IBM, the world's biggest technology services company, has reported its lowest quarterly revenue in five years, as Big Blue struggles with falling demand for its hardware and faces challenges in growth markets like China.
Shares of IBM fell as much as 4% to $188.20 in after-hours trade.
Revenue for the Armonk, New York-based firm fell 4% to $22.5bn in the first quarter, below analysts' average estimate of $22.91bn.
"They have had eight revenue declines in a row," said Fred Hickey, editor of The High-Tech Strategist newsletter, which is widely read by investors.
"They have missed so many times, it's hard to keep track of it."
IBM's first-quarter revenue was the lowest the company reported since the first quarter of 2009, when revenue was $21.71bn.

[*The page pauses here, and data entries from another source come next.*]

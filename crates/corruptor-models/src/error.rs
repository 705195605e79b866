//! Error types for model loading, corruption and snapshot writing

use std::path::PathBuf;
use thiserror::Error;

/// Result type alias for corruptor operations
pub type Result<T> = std::result::Result<T, CorruptorError>;

/// Errors that can occur while loading, corrupting or saving a model
#[derive(Debug, Error)]
pub enum CorruptorError {
    /// Model file not found
    #[error("Model file not found: {path}")]
    FileNotFound {
        /// Path that was attempted
        path: PathBuf,
    },

    /// Container parsing failed
    #[error("Failed to parse model: {reason}")]
    ParseError {
        /// Reason for failure
        reason: String,
    },

    /// Tensor dtype not understood by the container codec
    #[error("Unsupported tensor dtype: {dtype}")]
    UnsupportedDtype {
        /// Dtype tag from the header
        dtype: String,
    },

    /// Tensor header or payload is inconsistent
    #[error("Invalid tensor '{name}': {reason}")]
    InvalidTensor {
        /// Tensor name
        name: String,
        /// Reason for failure
        reason: String,
    },

    /// Corruption schedule cannot produce increasing factors
    #[error("Invalid corruption schedule: {reason}")]
    InvalidSchedule {
        /// Reason for failure
        reason: String,
    },

    /// Model file name yields no usable output directory stem
    #[error("Cannot derive output directory from model name: {name}")]
    InvalidModelName {
        /// Model name as given
        name: String,
    },

    /// I/O error
    #[error("I/O error: {source}")]
    Io {
        /// Underlying I/O error
        #[from]
        source: std::io::Error,
    },

    /// Header JSON error
    #[error("Header JSON error: {source}")]
    Json {
        /// Underlying JSON error
        #[from]
        source: serde_json::Error,
    },
}

impl CorruptorError {
    /// Create a parse error
    pub fn parse_error(reason: impl Into<String>) -> Self {
        Self::ParseError {
            reason: reason.into(),
        }
    }

    /// Create an invalid tensor error
    pub fn invalid_tensor(name: impl Into<String>, reason: impl Into<String>) -> Self {
        Self::InvalidTensor {
            name: name.into(),
            reason: reason.into(),
        }
    }

    /// Create an invalid schedule error
    pub fn invalid_schedule(reason: impl Into<String>) -> Self {
        Self::InvalidSchedule {
            reason: reason.into(),
        }
    }

    /// Create an unsupported dtype error
    pub fn unsupported_dtype(dtype: impl Into<String>) -> Self {
        Self::UnsupportedDtype {
            dtype: dtype.into(),
        }
    }
}
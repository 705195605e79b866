//! Binary parser for safetensors model containers
//!
//! ```text
//! FILE   := HEADER_LEN  HEADER  DATA
//! HEADER_LEN := u64 little-endian
//! HEADER := JSON {
//!   "__metadata__": { "key": "value", ... },          (optional)
//!   "tensor_name": { "dtype": "F32", "shape": [..], "data_offsets": [start, end] },
//!   ...
//! }
//! ```
//!
//! Offsets are relative to the start of `DATA`.

use crate::error::{CorruptorError, Result};
use crate::weights::{byte_len, Dtype};
use serde::Deserialize;
use std::collections::BTreeMap;

/// Header key holding the string metadata dictionary
pub const METADATA_KEY: &str = "__metadata__";

/// Upper bound on header size, guards against garbage length prefixes
pub const MAX_HEADER_LEN: u64 = 100 * 1024 * 1024;

/// Raw per-tensor header entry
#[derive(Debug, Deserialize)]
struct RawTensorEntry {
    dtype: String,
    shape: Vec<usize>,
    data_offsets: [usize; 2],
}

/// Validated tensor header entry
#[derive(Debug, Clone, PartialEq)]
pub struct TensorEntry {
    /// Tensor name
    pub name: String,

    /// Element type
    pub dtype: Dtype,

    /// Shape
    pub shape: Vec<usize>,

    /// Byte range within the data section
    pub data_offsets: [usize; 2],
}

/// Parsed container header
#[derive(Debug, Clone)]
pub struct ContainerHeader {
    /// Tensor entries sorted by data offset (on-disk order)
    pub tensors: Vec<TensorEntry>,

    /// String metadata dictionary
    pub metadata: BTreeMap<String, String>,

    /// Absolute offset of the data section
    pub data_start: usize,
}

/// Parse and validate the container header
///
/// # Errors
///
/// Returns error if the length prefix, JSON, dtypes or offsets are invalid.
pub fn parse_header(data: &[u8]) -> Result<ContainerHeader> {
    tracing::debug!("Parsing container header ({} bytes)", data.len());

    if data.len() < 8 {
        return Err(CorruptorError::parse_error("File too small"));
    }

    let mut len_bytes = [0u8; 8];
    len_bytes.copy_from_slice(&data[..8]);
    let header_len = u64::from_le_bytes(len_bytes);

    if header_len > MAX_HEADER_LEN {
        return Err(CorruptorError::parse_error(format!(
            "Header length {header_len} exceeds limit"
        )));
    }

    let header_len = usize::try_from(header_len)
        .map_err(|_| CorruptorError::parse_error("Header length exceeds platform usize"))?;
    let data_start = 8 + header_len;

    if data_start > data.len() {
        return Err(CorruptorError::parse_error(format!(
            "Header length {header_len} exceeds file size {}",
            data.len()
        )));
    }

    let raw: BTreeMap<String, serde_json::Value> = serde_json::from_slice(&data[8..data_start])?;
    let data_len = data.len() - data_start;

    let mut metadata: BTreeMap<String, String> = BTreeMap::new();
    let mut tensors = Vec::with_capacity(raw.len());

    for (name, value) in raw {
        if name == METADATA_KEY {
            metadata = serde_json::from_value(value)?;
            continue;
        }

        let entry: RawTensorEntry = serde_json::from_value(value)?;
        let dtype = Dtype::from_tag(&entry.dtype)?;
        let [start, end] = entry.data_offsets;

        if end < start {
            return Err(CorruptorError::invalid_tensor(
                name,
                format!("data offsets [{start}, {end}] are reversed"),
            ));
        }
        if end > data_len {
            return Err(CorruptorError::invalid_tensor(
                name,
                format!("data offset {end} exceeds data size {data_len}"),
            ));
        }

        let expected = byte_len(&name, &entry.shape, dtype)?;
        if end - start != expected {
            return Err(CorruptorError::invalid_tensor(
                name,
                format!(
                    "shape {:?} of {dtype} needs {expected} bytes, offsets span {}",
                    entry.shape,
                    end - start
                ),
            ));
        }

        tracing::debug!("Found tensor {name}: {dtype} {:?}", entry.shape);

        tensors.push(TensorEntry {
            name,
            dtype,
            shape: entry.shape,
            data_offsets: entry.data_offsets,
        });
    }

    // File order defines parameter order; names break ties between empty tensors
    tensors.sort_by(|a, b| {
        a.data_offsets
            .cmp(&b.data_offsets)
            .then_with(|| a.name.cmp(&b.name))
    });

    for pair in tensors.windows(2) {
        if pair[1].data_offsets[0] < pair[0].data_offsets[1] {
            return Err(CorruptorError::invalid_tensor(
                pair[1].name.clone(),
                format!("overlaps tensor '{}'", pair[0].name),
            ));
        }
    }

    Ok(ContainerHeader {
        tensors,
        metadata,
        data_start,
    })
}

Hardware revenue, which includes servers and systems storage, plunged 23% to $2.4bn, as sales in growth markets declined 11%, led by Asia-Pacific, where reported revenue declined 12%.
IBM has been restructuring its business and laying-off workers in efforts to achieve its targeted operating earnings of $20 per share by 2015.
In January, the company agreed to sell its low-end server business to Chinese PC maker Lenovo Group Ltd for $2.3bn in January.
The company yesterday reiterated its full-year operating earnings target of $18 per share.
"They used to be a leader," said Mr Hickey, who has followed IBM for 30 years. "Now they sell one business after the next. That is not a way to grow."
All segments of IBM's systems and technology business reported double-digit declines, led by the System z segment that was sold to Lenovo, which fell 40%.
The company warned that its hardware business may continue to face hurdles.
"As we look to the balance of 2014, we continue to expect good performance in the key growth areas, though our overall revenue growth will be impacted by the challenges in our hardware business," Chief Financial Officer Martin Schroeter said on a conference call.
Revenue in the Americas fell 4%, while revenue in the emerging markets of Brazil, Russia, India and China declined 11%, led by China where revenue fell by 20%.
Although IBM books only about 5% of its sales in China, declining revenue over the last three quarters has been dragging down the company's emerging markets business overall.
Chief Executive Ginni Rometty has visited China on two occasions in the last three months, seeking to restore trust with Chinese regulators in the wake of last year's revelations by former National Security Agency contractor Edward Snowden of spying.
That has undercut business at some US-based multinationals operating in the world's second-biggest economy.
In February, Ms Rometty held meetings with Chinese officials, including Vice Premier Wang Yang, who is responsible for helping to formulate China's economic policy.
"We expect it will take some time for our business in China to improve," Mr Schroeter said.
Software was the only major business to show some growth, with revenue rising 1.6% to $5.66bn, but the growth rate was slower than the fourth quarter's 2.8%.
Last month, the technology research firm Gartner reported that IBM lost its spot as the world's number two software make behind Microsoft. Oracle claimed that spot, which IBM had held for years.
"They are not yet getting the kind of lift off of software that they would need to pump up overall IBM revenues into positive growth territory," Forrester analyst Andrew Bartels said.
IBM plans to spend more than $1.2bn to expand its web-based software products, better known as cloud computing.
IBM said its cloud revenue was up more than 50% in the quarter. The annual run rate of cloud delivered as a service doubled from last year to $2.3bn.
Moving to the cloud allows businesses to cut costs by ditching bulky servers for network-based software and using remote data centers run by technology companies.
Recently, IBM has bought two companies to expand its cloud business, Silverpop, a developer of cloud-based marketing software, and cloud-based database software startup Cloudant.
The company spent $3.1bn to acquire ten companies in 2013.
In January, IBM said it will invest more than $1bn to establish a new business unit for Watson - the supercomputer system - deployed on SoftLayer cloud computing infrastructure business the company bought last year.
The global cloud services market last year grew by almost a fifth to an estimated $131bn, according to research firm Gartner.
IBM Markets Intelligence estimates the market could be as big as $200bn by 2020.
"We don't see where the upside is going to come, unless there is something major - a major restructuring or other major change," Tim Ghriskey, chief investment officer with Solaris Asset Management, which helps manage some $1.5bn, told Reuters.
Mr Ghriskey said Watson has yet to yield any blockbuster products capable of turning around the revenue declines. "Watson is a way to give them visibility, something for salesmen to talk about."
IBM's first-quarter net profit fell to $2.38bn, or $2.29 per share, from $3.03bn, or $2.70 per share, a year earlier.
The results included a $870m charge related to job cuts, the company said.
On an adjusted basis, the company earned $2.54 per share.
Analysts on average had expected earnings of $2.54 per share, according to Thomson Reuters I/B/E/S.